TGF-β1是TGF-β家族中分布最广泛且含量最丰富的亚型，研究[10]发现，TGF-β1在HCC的发生发展过程中具有促瘤和抑瘤的双重作用，在肿瘤早期TGF-β1可作为一个肿瘤抑制因子，起到抑制肿瘤进展的效果，而在肿瘤晚期，TGF-β1则具有促进肿瘤进展的作用。另外有研究[11]发现，TGF-β1在HCC组织的表达明显高于正常肝组织，联合TGF-β1和ELF检测可有效地进行HCC的预后评估。此外，有研究[12]表明，TGF-β1促进HCC进展的机制为促进肿瘤EMT，从而促进肿瘤细胞的侵袭和转移。

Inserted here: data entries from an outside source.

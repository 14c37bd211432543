/// Failure of a single call to the GitHub REST API
#[derive(Debug, Clone, PartialEq)]
pub enum UpstreamError {
    /// Transport failure or timeout; the request never produced a response
    Unreachable(String),
    /// The API answered with a non-2xx status code
    HttpStatus(u16),
    /// The response body was not the JSON document we expected
    MalformedBody(String),
}

impl UpstreamError {
    /// Classify a reqwest error raised while sending a request or reading its body
    pub fn from_reqwest_error(error: reqwest::Error) -> Self {
        tracing::debug!("Raw reqwest error: {:?}", error);

        if let Some(status) = error.status() {
            return Self::HttpStatus(status.as_u16());
        }

        let error_msg = if error.is_timeout() {
            format!("request timed out: {}", error)
        } else if error.is_connect() {
            format!("connection failed: {}", error)
        } else {
            format!("transport error: {}", error)
        };
        tracing::warn!("GitHub API unreachable: {}", error_msg);
        Self::Unreachable(error_msg)
    }

    /// Message safe to hand back to callers. Detailed causes stay in the logs.
    pub fn public_message(&self) -> String {
        match self {
            Self::Unreachable(_) => "GitHub API is unreachable".to_string(),
            Self::HttpStatus(code) => format!("GitHub API returned HTTP status {}", code),
            Self::MalformedBody(_) => "GitHub API returned a malformed response".to_string(),
        }
    }
}

impl std::fmt::Display for UpstreamError {
    fn fmt(&self, f: &mut std::fmt::Formatter<'_>) -> std::fmt::Result {
        match self {
            Self::Unreachable(msg) => write!(f, "GitHub API unreachable: {}", msg),
            Self::HttpStatus(code) => write!(f, "GitHub API returned status {}", code),
            Self::MalformedBody(msg) => write!(f, "Malformed GitHub API response: {}", msg),
        }
    }
}

impl std::error::Error for UpstreamError {}

impl From<serde_json::Error> for UpstreamError {
    fn from(error: serde_json::Error) -> Self {
        Self::MalformedBody(error.to_string())
    }
}

#[cfg(test)]
mod tests {
    use super::*;

    #[test]
    fn test_public_message_hides_details() {
        let error = UpstreamError::Unreachable("dns error: no such host api.internal".to_string());
        assert_eq!(error.public_message(), "GitHub API is unreachable");
        assert!(error.to_string().contains("no such host"));

        let error = UpstreamError::MalformedBody("expected value at line 1 column 1".to_string());
        assert_eq!(
            error.public_message(),
            "GitHub API returned a malformed response"
        );
    }

    #[test]
    fn test_status_message_carries_code() {
        assert_eq!(
            UpstreamError::HttpStatus(404).public_message(),
            "GitHub API returned HTTP status 404"
        );
    }

    #[test]
    fn test_json_error_is_malformed_body() {
        let json_error = serde_json::from_str::<serde_json::Value>("<html>").unwrap_err();
        assert!(matches!(
            UpstreamError::from(json_error),
            UpstreamError::MalformedBody(_)
        ));
    }
}
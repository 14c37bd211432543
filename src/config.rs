//! Process configuration
//!
//! Configuration is resolved once at startup and passed by reference into the
//! components that need it. Command line values take precedence over
//! environment variables, which take precedence over the defaults below.

use std::env;
use std::net::SocketAddr;
use std::time::Duration;

use anyhow::{Context, Result};
use url::Url;

/// Environment variable holding the GitHub bearer credential
pub const GITHUB_TOKEN_ENV: &str = "GITHUB_TOKEN";

/// Environment variable overriding the GitHub REST API base URL
pub const API_URL_ENV: &str = "GITHUB_ASSISTANT_API_URL";

pub const DEFAULT_API_BASE_URL: &str = "https://api.github.com";
pub const DEFAULT_BIND_ADDR: &str = "127.0.0.1:8080";
pub const DEFAULT_REQUEST_TIMEOUT_SECS: u64 = 10;

#[derive(Debug, Clone)]
pub struct AssistantConfig {
    /// Static bearer credential attached to every upstream call, if present
    pub github_token: Option<String>,
    pub api_base_url: Url,
    /// Upper bound on a single upstream call
    pub request_timeout: Duration,
    pub bind_addr: SocketAddr,
}

impl AssistantConfig {
    /// Builds the configuration from explicit values, falling back to the
    /// environment and then to the defaults for anything left unset.
    pub fn resolve(
        github_token: Option<String>,
        api_base_url: Option<String>,
        request_timeout_secs: Option<u64>,
        bind_addr: Option<String>,
    ) -> Result<Self> {
        let github_token = github_token
            .or_else(|| env::var(GITHUB_TOKEN_ENV).ok())
            .filter(|token| !token.trim().is_empty());

        let api_base_url = api_base_url
            .or_else(|| env::var(API_URL_ENV).ok())
            .unwrap_or_else(|| DEFAULT_API_BASE_URL.to_string());
        let api_base_url = parse_base_url(&api_base_url)?;

        let request_timeout_secs = request_timeout_secs.unwrap_or(DEFAULT_REQUEST_TIMEOUT_SECS);
        if request_timeout_secs == 0 {
            anyhow::bail!("Request timeout must be at least 1 second");
        }
        let request_timeout = Duration::from_secs(request_timeout_secs);

        let bind_addr = bind_addr.unwrap_or_else(|| DEFAULT_BIND_ADDR.to_string());
        let bind_addr: SocketAddr = bind_addr
            .parse()
            .with_context(|| format!("Invalid bind address: {}", bind_addr))?;

        Ok(Self {
            github_token,
            api_base_url,
            request_timeout,
            bind_addr,
        })
    }

    /// Configuration taken from the environment alone
    pub fn from_env() -> Result<Self> {
        Self::resolve(None, None, None, None)
    }

    /// Configuration pointing at an arbitrary API base URL, used to target stub servers
    pub fn with_api_base_url(api_base_url: &str) -> Result<Self> {
        Ok(Self {
            github_token: None,
            api_base_url: parse_base_url(api_base_url)?,
            request_timeout: Duration::from_secs(DEFAULT_REQUEST_TIMEOUT_SECS),
            bind_addr: DEFAULT_BIND_ADDR
                .parse()
                .context("Invalid default bind address")?,
        })
    }
}

fn parse_base_url(raw: &str) -> Result<Url> {
    let url = Url::parse(raw).with_context(|| format!("Invalid GitHub API URL: {}", raw))?;
    if !matches!(url.scheme(), "http" | "https") {
        anyhow::bail!("GitHub API URL must use http or https: {}", raw);
    }
    Ok(url)
}

#[cfg(test)]
mod tests {
    use super::*;
    use serial_test::serial;

    fn clear_env() {
        // SAFETY: tests touching the environment are serialized
        unsafe {
            env::remove_var(GITHUB_TOKEN_ENV);
            env::remove_var(API_URL_ENV);
        }
    }

    #[test]
    #[serial]
    fn test_defaults_without_environment() {
        clear_env();
        let config = AssistantConfig::from_env().unwrap();

        assert_eq!(config.github_token, None);
        assert_eq!(config.api_base_url.as_str(), "https://api.github.com/");
        assert_eq!(config.request_timeout, Duration::from_secs(10));
        assert_eq!(config.bind_addr.to_string(), "127.0.0.1:8080");
    }

    #[test]
    #[serial]
    fn test_environment_fallback() {
        clear_env();
        unsafe {
            env::set_var(GITHUB_TOKEN_ENV, "env-token");
            env::set_var(API_URL_ENV, "http://localhost:9999");
        }

        let config = AssistantConfig::from_env().unwrap();
        assert_eq!(config.github_token.as_deref(), Some("env-token"));
        assert_eq!(config.api_base_url.as_str(), "http://localhost:9999/");

        clear_env();
    }

    #[test]
    #[serial]
    fn test_explicit_values_override_environment() {
        clear_env();
        unsafe {
            env::set_var(GITHUB_TOKEN_ENV, "env-token");
        }

        let config = AssistantConfig::resolve(
            Some("cli-token".to_string()),
            None,
            Some(3),
            Some("0.0.0.0:9000".to_string()),
        )
        .unwrap();
        assert_eq!(config.github_token.as_deref(), Some("cli-token"));
        assert_eq!(config.request_timeout, Duration::from_secs(3));
        assert_eq!(config.bind_addr.port(), 9000);

        clear_env();
    }

    #[test]
    #[serial]
    fn test_blank_token_is_treated_as_absent() {
        clear_env();
        let config = AssistantConfig::resolve(Some("  ".to_string()), None, None, None).unwrap();
        assert_eq!(config.github_token, None);
    }

    #[test]
    #[serial]
    fn test_invalid_values_are_rejected() {
        clear_env();
        assert!(AssistantConfig::resolve(None, Some("not a url".to_string()), None, None).is_err());
        assert!(AssistantConfig::resolve(None, Some("ftp://host".to_string()), None, None).is_err());
        assert!(AssistantConfig::resolve(None, None, None, Some("nowhere".to_string())).is_err());
    }

    #[test]
    #[serial]
    fn test_zero_timeout_is_rejected() {
        clear_env();
        let error = AssistantConfig::resolve(None, None, Some(0), None).unwrap_err();
        assert!(error.to_string().contains("at least 1 second"), "{error}");

        let config = AssistantConfig::resolve(None, None, Some(1), None).unwrap();
        assert_eq!(config.request_timeout, Duration::from_secs(1));
    }
}
//! Capability manifest served by the discovery endpoint
//!
//! The manifest is computed once from the operation descriptors and then
//! served unchanged for the lifetime of the process.

use once_cell::sync::Lazy;
use serde::ser::{SerializeStruct, Serializer};
use serde::Serialize;
use strum::IntoEnumIterator;

use super::registry::Operation;

pub const SERVICE_NAME: &str = "GitHub Assistant";
pub const SERVICE_DESCRIPTION: &str = "Interact with GitHub repositories, issues, and PRs";

static MANIFEST: Lazy<DiscoveryManifest> = Lazy::new(|| DiscoveryManifest {
    name: SERVICE_NAME,
    description: SERVICE_DESCRIPTION,
    endpoints: Operation::iter().map(Operation::descriptor).collect(),
});

/// Returns the static capability manifest
pub fn describe() -> &'static DiscoveryManifest {
    &MANIFEST
}

#[derive(Debug, Clone, PartialEq, Serialize)]
pub struct DiscoveryManifest {
    pub name: &'static str,
    pub description: &'static str,
    pub endpoints: Vec<OperationDescriptor>,
}

#[derive(Debug, Clone, PartialEq, Eq)]
pub struct ParameterDescriptor {
    pub name: &'static str,
    pub param_type: &'static str,
    pub description: &'static str,
    pub required: bool,
}

impl ParameterDescriptor {
    pub fn required_string(name: &'static str, description: &'static str) -> Self {
        Self {
            name,
            param_type: "string",
            description,
            required: true,
        }
    }
}

/// Name, description and ordered parameter list of one operation.
///
/// Serialized with the parameters rendered as a JSON-Schema-like object:
/// `{"type": "object", "properties": {...}, "required": [...]}`.
#[derive(Debug, Clone, PartialEq, Eq)]
pub struct OperationDescriptor {
    pub operation: Operation,
    pub description: &'static str,
    pub parameters: Vec<ParameterDescriptor>,
}

impl Serialize for OperationDescriptor {
    fn serialize<S: Serializer>(&self, serializer: S) -> Result<S::Ok, S::Error> {
        let mut state = serializer.serialize_struct("OperationDescriptor", 3)?;
        state.serialize_field("name", self.operation.as_ref())?;
        state.serialize_field("description", self.description)?;
        state.serialize_field("parameters", &ParameterSchema(&self.parameters))?;
        state.end()
    }
}

struct ParameterSchema<'a>(&'a [ParameterDescriptor]);

impl Serialize for ParameterSchema<'_> {
    fn serialize<S: Serializer>(&self, serializer: S) -> Result<S::Ok, S::Error> {
        let required: Vec<&str> = self
            .0
            .iter()
            .filter(|param| param.required)
            .map(|param| param.name)
            .collect();

        let mut state = serializer.serialize_struct("ParameterSchema", 3)?;
        state.serialize_field("type", "object")?;
        state.serialize_field("properties", &ParameterProperties(self.0))?;
        state.serialize_field("required", &required)?;
        state.end()
    }
}

struct ParameterProperties<'a>(&'a [ParameterDescriptor]);

#[derive(Serialize)]
struct PropertySchema {
    #[serde(rename = "type")]
    param_type: &'static str,
    description: &'static str,
}

impl Serialize for ParameterProperties<'_> {
    // Declaration order is preserved on the wire
    fn serialize<S: Serializer>(&self, serializer: S) -> Result<S::Ok, S::Error> {
        serializer.collect_map(self.0.iter().map(|param| {
            (
                param.name,
                PropertySchema {
                    param_type: param.param_type,
                    description: param.description,
                },
            )
        }))
    }
}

TGF-β1与Rac1两者表达呈正相关；与单独高表达Rac1或TGF-β1相比，Rac1与TGF-β1共同高表达与HCC 的TNM分期及转移呈正相关。Rac1与TGF-β1共同高表达的患者比共同低表达的患者其复发时间更短。这些结果表明，HCC胞质中共同高表达的Rac1和TGF-β1与HCC的恶性进展及不良预后呈正相关。但目前，Rac1与TGF-β1在HCC中共同高表达的机制尚不清楚。Rac1可间接上调肿瘤细胞的TGF-β1表达。Rac1激活Smad2信号通路从而上调TGF-β1介导的促肿瘤细胞转移作用，促进胰腺导管癌细胞的生长和转移[13]。另一方面，TGF-β1也可间接诱导或激活肿瘤细胞的Rac1表达。Binker 等[14]发现，在人胰腺癌细胞中，TGF-β1可直接激活Rac1/ROS/NF-κB信号通路从而诱导Rac1的表达。Hubchak 等[15]研究发现，在人肾系膜细胞中，Rac1可以通过PI3K/Akt信号通路激活TGF-β1，并且用TGF-β1处理人肾系膜细胞5 min后可直接激活Rac1。外加TGF-β1刺激人肝星状细胞LX-2可以促进Rac1的表达，同时外加SMA则可以抑制这一作用[16]。提示Rac1与TGF-β1之间存在互相调控的关系。据此我们推测，Rac1与TGF-β1可能通过Smad2[13]、ROS/NF-κB[14]、PI3K/Akt[15]等一些信号通路而互相激活，从而共同参与HCC恶性进展。但两者之间具体的分子调控机制及与HCC进展之间的关系，还需进一步深入研究。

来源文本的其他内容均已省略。